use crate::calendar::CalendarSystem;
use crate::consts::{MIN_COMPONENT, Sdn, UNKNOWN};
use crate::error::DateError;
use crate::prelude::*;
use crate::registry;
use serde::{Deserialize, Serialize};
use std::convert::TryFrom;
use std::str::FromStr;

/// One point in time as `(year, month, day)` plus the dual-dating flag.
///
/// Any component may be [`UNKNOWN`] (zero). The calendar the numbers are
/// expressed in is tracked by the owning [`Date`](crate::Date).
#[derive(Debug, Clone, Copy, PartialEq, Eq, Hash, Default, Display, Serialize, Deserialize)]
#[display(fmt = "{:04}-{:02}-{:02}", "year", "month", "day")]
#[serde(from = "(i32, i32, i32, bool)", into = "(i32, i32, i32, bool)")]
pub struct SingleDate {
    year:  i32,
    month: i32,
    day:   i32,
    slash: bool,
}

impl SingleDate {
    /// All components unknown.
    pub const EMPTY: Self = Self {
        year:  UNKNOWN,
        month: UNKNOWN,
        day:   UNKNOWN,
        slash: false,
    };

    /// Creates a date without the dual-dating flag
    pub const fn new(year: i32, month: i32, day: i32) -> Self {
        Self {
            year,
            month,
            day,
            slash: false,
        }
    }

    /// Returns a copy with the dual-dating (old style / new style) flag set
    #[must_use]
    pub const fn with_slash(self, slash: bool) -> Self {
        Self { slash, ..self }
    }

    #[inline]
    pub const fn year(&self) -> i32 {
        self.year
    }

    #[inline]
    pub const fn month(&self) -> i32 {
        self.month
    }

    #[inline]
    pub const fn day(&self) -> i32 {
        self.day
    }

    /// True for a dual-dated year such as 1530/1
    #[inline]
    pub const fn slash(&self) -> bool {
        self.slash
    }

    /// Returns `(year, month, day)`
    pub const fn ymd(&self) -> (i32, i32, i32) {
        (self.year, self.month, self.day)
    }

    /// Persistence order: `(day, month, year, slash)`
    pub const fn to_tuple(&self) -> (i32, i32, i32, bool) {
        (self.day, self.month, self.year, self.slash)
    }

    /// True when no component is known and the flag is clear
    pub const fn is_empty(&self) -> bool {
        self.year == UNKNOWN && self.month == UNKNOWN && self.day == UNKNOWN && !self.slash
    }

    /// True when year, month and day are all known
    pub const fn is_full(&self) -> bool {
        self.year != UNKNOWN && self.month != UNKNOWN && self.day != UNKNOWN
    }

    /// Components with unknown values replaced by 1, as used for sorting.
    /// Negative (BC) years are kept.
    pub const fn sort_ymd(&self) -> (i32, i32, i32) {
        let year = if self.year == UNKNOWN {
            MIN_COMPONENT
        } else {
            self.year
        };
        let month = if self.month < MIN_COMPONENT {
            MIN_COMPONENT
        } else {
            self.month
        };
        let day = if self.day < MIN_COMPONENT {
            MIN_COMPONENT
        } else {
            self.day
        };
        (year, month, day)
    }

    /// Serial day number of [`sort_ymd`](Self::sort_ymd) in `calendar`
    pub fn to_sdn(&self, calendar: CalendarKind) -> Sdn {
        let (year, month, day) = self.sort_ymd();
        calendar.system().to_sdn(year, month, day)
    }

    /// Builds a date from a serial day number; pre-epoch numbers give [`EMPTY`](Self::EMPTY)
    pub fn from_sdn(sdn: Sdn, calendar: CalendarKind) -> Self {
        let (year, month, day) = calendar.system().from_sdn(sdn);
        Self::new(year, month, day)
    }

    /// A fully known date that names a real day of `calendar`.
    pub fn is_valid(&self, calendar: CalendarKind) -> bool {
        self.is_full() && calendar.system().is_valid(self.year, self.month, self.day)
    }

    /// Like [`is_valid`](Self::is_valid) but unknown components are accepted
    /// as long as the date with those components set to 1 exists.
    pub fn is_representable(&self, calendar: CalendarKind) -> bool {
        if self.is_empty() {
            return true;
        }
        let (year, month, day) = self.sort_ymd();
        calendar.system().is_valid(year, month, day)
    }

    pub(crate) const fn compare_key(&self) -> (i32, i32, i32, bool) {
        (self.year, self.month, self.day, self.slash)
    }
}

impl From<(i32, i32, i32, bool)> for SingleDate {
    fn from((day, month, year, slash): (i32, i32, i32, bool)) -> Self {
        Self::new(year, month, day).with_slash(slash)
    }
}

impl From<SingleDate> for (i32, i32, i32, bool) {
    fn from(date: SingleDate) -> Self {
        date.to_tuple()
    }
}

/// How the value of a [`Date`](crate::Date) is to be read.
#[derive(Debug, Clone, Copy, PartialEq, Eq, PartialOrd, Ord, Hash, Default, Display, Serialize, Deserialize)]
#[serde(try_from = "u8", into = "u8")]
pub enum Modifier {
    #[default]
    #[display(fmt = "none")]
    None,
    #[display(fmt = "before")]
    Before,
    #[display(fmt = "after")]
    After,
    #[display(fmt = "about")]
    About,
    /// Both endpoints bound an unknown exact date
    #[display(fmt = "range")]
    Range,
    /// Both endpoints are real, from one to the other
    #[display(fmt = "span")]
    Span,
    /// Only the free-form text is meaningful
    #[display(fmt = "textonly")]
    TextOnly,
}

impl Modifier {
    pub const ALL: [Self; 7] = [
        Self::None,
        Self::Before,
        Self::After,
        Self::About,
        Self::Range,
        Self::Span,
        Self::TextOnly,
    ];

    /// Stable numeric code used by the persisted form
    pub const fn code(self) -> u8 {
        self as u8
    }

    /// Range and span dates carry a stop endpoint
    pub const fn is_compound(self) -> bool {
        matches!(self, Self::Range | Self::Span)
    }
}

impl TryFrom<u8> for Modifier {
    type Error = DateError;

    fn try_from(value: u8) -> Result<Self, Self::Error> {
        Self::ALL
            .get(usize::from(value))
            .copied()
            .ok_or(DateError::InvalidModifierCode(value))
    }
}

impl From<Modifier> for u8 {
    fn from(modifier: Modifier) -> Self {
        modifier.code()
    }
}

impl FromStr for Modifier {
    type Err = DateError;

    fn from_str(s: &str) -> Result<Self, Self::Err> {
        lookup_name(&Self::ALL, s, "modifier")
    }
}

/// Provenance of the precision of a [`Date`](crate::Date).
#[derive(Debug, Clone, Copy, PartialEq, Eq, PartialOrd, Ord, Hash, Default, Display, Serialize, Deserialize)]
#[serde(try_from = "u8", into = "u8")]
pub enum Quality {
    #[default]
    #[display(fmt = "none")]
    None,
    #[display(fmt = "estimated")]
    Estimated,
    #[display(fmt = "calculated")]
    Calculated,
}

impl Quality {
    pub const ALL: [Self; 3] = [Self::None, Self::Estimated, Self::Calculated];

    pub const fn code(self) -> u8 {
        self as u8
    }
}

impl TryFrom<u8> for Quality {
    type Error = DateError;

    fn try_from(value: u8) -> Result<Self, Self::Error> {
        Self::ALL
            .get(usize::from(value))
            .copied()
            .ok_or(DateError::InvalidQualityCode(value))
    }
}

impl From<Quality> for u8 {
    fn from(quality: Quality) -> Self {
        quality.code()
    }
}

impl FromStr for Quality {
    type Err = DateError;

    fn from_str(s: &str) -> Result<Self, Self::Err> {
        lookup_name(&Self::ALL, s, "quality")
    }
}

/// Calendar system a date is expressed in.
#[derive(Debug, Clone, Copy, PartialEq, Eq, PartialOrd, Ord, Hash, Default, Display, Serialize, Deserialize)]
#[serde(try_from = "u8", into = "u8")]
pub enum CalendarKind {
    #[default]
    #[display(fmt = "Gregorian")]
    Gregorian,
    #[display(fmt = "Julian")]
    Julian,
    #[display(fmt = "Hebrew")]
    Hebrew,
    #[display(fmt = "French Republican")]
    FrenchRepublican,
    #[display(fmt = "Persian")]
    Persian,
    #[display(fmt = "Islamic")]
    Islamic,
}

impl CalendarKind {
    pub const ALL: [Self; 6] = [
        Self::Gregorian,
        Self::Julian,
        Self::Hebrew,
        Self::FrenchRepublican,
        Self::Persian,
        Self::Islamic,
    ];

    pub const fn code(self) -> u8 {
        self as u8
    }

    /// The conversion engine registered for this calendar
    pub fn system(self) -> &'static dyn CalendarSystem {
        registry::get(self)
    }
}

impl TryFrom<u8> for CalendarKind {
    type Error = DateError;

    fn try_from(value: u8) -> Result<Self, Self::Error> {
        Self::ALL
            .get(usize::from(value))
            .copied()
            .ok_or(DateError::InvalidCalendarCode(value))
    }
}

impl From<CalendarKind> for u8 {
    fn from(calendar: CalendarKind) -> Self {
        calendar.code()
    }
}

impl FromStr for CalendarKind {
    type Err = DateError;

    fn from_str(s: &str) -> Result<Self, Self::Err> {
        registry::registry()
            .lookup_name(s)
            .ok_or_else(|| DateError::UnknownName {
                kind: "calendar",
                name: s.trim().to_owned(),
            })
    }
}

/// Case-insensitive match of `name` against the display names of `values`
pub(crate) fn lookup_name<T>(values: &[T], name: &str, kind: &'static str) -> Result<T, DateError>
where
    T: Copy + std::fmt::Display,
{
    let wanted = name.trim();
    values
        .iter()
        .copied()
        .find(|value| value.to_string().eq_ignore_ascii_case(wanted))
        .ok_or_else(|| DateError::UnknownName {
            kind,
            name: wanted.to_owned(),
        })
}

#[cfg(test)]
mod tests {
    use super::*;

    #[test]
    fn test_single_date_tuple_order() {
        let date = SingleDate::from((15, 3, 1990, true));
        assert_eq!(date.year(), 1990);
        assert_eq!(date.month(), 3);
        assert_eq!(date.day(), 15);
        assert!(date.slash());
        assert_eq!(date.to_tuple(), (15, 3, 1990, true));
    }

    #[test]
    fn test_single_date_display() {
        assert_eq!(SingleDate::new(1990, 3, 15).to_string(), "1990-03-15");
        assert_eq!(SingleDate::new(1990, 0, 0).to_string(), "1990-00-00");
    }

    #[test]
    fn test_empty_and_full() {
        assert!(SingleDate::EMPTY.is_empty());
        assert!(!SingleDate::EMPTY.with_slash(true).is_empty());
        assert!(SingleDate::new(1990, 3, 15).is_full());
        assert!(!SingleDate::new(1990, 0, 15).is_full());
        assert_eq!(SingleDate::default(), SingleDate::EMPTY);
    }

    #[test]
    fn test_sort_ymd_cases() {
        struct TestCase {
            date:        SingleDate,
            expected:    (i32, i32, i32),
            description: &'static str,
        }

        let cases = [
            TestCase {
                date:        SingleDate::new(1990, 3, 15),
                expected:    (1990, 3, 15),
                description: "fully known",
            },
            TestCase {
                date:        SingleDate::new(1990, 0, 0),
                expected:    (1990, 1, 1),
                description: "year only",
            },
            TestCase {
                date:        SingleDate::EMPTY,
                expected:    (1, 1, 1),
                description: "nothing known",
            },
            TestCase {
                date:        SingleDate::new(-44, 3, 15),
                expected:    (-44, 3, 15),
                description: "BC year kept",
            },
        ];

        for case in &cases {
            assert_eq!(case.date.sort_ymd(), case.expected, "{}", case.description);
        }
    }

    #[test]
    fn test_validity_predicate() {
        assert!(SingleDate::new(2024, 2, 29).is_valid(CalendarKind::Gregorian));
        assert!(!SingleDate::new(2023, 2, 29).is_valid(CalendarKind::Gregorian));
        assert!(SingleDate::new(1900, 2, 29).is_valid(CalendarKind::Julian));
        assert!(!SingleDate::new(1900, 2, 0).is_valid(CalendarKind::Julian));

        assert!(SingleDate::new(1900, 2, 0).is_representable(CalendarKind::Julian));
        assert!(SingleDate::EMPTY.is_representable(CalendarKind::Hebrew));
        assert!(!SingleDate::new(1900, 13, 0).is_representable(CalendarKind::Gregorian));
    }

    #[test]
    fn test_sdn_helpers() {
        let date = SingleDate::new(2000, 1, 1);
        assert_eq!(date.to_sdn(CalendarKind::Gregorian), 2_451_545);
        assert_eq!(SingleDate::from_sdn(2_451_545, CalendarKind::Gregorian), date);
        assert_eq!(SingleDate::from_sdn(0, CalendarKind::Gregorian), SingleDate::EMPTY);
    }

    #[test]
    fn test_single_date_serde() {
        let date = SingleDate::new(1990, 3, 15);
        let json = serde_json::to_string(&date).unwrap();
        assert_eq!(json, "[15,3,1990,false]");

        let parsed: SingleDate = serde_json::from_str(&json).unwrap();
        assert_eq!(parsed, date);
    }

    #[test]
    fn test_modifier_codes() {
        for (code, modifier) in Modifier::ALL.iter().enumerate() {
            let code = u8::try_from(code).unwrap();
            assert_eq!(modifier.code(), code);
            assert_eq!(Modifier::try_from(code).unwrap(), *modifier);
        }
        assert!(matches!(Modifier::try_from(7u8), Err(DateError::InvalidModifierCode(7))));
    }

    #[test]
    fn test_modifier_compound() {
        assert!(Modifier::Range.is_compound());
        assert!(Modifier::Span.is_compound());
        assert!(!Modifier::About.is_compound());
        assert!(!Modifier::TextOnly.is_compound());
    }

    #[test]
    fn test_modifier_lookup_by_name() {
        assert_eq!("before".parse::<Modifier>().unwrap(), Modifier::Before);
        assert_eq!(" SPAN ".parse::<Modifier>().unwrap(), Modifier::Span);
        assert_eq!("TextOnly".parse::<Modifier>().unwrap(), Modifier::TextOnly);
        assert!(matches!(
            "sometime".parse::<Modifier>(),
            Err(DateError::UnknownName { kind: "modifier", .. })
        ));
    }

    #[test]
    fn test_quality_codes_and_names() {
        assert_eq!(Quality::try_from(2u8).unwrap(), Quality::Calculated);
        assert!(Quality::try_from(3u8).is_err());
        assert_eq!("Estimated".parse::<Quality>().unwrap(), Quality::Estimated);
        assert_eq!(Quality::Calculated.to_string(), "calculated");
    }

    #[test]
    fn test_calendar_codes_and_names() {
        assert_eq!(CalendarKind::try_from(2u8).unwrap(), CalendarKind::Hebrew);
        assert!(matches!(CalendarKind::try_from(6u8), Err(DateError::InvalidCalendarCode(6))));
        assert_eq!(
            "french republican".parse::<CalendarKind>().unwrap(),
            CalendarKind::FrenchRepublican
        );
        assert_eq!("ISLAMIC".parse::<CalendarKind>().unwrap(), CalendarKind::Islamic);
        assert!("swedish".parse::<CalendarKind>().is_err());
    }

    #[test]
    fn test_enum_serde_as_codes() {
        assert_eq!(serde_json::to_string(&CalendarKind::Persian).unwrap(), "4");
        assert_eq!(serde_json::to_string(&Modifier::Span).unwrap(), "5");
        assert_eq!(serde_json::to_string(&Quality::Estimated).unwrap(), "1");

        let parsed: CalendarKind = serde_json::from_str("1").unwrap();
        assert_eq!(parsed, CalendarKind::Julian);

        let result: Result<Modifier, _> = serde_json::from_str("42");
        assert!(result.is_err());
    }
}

-------------------------

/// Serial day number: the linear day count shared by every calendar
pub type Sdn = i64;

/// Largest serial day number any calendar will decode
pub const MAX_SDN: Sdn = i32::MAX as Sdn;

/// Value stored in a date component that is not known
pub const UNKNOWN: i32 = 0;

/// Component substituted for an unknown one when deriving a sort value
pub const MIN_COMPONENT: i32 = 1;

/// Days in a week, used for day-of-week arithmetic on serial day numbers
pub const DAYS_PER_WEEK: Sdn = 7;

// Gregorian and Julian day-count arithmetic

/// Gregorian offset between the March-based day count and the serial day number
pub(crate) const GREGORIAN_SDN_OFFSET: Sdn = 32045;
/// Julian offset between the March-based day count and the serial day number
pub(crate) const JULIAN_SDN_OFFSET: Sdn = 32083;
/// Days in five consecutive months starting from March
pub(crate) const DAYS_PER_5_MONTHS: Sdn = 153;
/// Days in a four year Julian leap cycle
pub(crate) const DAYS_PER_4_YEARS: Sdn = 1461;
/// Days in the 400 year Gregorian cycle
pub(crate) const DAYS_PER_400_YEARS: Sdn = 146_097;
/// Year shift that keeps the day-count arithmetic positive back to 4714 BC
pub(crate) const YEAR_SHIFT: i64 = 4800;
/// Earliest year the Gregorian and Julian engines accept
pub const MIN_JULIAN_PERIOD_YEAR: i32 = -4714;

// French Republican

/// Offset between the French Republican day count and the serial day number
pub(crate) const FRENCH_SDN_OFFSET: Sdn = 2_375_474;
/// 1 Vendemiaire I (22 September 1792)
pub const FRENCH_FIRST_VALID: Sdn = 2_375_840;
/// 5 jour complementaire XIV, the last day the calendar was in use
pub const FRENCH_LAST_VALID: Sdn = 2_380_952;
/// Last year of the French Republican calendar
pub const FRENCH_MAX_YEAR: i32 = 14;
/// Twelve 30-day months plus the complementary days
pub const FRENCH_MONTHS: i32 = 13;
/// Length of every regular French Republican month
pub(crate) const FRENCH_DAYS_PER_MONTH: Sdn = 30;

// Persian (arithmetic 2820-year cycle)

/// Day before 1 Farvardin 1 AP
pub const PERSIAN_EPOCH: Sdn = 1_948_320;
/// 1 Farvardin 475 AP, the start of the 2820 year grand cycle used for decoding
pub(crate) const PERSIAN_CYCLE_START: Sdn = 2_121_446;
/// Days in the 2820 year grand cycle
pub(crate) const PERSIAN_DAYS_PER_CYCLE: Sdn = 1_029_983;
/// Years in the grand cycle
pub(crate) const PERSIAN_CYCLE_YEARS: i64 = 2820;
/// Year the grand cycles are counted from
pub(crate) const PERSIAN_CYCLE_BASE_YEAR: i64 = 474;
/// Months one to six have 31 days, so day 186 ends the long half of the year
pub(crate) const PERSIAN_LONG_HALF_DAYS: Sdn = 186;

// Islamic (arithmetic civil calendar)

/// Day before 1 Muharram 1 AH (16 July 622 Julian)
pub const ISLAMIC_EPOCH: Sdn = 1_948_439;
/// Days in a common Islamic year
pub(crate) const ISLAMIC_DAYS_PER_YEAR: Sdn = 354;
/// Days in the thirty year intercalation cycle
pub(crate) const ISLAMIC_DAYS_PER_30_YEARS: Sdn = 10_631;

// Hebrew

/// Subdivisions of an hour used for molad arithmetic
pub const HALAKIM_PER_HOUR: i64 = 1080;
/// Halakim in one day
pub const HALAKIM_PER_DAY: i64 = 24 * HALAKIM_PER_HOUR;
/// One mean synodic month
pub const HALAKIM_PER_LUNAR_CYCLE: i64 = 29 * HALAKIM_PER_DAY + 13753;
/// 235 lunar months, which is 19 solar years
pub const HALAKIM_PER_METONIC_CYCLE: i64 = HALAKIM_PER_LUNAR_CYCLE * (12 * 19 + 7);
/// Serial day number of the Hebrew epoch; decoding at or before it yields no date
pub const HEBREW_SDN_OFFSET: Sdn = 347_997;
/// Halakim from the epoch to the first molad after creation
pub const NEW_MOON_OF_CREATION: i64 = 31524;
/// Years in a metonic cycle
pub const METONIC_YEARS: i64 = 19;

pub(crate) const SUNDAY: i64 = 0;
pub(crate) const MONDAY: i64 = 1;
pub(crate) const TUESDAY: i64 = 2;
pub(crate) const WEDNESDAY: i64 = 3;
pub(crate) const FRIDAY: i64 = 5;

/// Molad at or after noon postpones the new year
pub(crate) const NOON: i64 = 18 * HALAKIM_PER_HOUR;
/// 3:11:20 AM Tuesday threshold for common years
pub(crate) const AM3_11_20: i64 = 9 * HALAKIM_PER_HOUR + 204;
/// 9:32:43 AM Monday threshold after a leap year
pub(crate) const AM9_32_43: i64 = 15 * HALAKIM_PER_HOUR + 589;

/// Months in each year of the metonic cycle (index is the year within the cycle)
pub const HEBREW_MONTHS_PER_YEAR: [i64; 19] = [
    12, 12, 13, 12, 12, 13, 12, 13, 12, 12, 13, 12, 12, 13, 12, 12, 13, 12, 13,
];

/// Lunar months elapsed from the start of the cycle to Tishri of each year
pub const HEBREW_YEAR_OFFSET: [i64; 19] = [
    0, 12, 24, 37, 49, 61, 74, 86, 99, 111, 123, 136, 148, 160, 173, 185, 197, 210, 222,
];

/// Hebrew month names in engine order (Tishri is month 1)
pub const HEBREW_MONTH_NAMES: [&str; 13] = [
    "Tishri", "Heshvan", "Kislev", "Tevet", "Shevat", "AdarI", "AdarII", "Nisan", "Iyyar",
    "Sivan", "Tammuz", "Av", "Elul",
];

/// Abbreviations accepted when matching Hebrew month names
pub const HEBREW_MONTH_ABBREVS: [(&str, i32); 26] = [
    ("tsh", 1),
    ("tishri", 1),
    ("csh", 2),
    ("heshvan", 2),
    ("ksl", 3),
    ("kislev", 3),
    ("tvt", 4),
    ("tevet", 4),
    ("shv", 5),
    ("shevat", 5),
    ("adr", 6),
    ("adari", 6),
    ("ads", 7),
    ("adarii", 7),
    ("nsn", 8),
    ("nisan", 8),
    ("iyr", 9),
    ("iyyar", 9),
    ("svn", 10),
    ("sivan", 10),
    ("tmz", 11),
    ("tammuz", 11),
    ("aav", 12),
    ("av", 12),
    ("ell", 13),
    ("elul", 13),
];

-------------------------

• _YOUR ASSIGNMENT_:
Only one stretch of the data above is needed. Restate it word for word, from the line containing "use crate::calendar::CalendarSystem;" through the line containing "pub const fn to_tuple(&self)", both ends included.

• _ANSWER AREA_:
use crate::calendar::CalendarSystem;
use crate::consts::{MIN_COMPONENT, Sdn, UNKNOWN};
use crate::error::DateError;
use crate::prelude::*;
use crate::registry;
use serde::{Deserialize, Serialize};
use std::convert::TryFrom;
use std::str::FromStr;

/// One point in time as `(year, month, day)` plus the dual-dating flag.
///
/// Any component may be [`UNKNOWN`] (zero). The calendar the numbers are
/// expressed in is tracked by the owning [`Date`](crate::Date).
#[derive(Debug, Clone, Copy, PartialEq, Eq, Hash, Default, Display, Serialize, Deserialize)]
#[display(fmt = "{:04}-{:02}-{:02}", "year", "month", "day")]
#[serde(from = "(i32, i32, i32, bool)", into = "(i32, i32, i32, bool)")]
pub struct SingleDate {
    year:  i32,
    month: i32,
    day:   i32,
    slash: bool,
}

impl SingleDate {
    /// All components unknown.
    pub const EMPTY: Self = Self {
        year:  UNKNOWN,
        month: UNKNOWN,
        day:   UNKNOWN,
        slash: false,
    };

    /// Creates a date without the dual-dating flag
    pub const fn new(year: i32, month: i32, day: i32) -> Self {
        Self {
            year,
            month,
            day,
            slash: false,
        }
    }

    /// Returns a copy with the dual-dating (old style / new style) flag set
    #[must_use]
    pub const fn with_slash(self, slash: bool) -> Self {
        Self { slash, ..self }
    }

    #[inline]
    pub const fn year(&self) -> i32 {
        self.year
    }

    #[inline]
    pub const fn month(&self) -> i32 {
        self.month
    }

    #[inline]
    pub const fn day(&self) -> i32 {
        self.day
    }

    /// True for a dual-dated year such as 1530/1
    #[inline]
    pub const fn slash(&self) -> bool {
        self.slash
    }

    /// Returns `(year, month, day)`
    pub const fn ymd(&self) -> (i32, i32, i32) {
        (self.year, self.month, self.day)
    }

    /// Persistence order: `(day, month, year, slash)`
    pub const fn to_tuple(&self) -> (i32, i32, i32, bool) {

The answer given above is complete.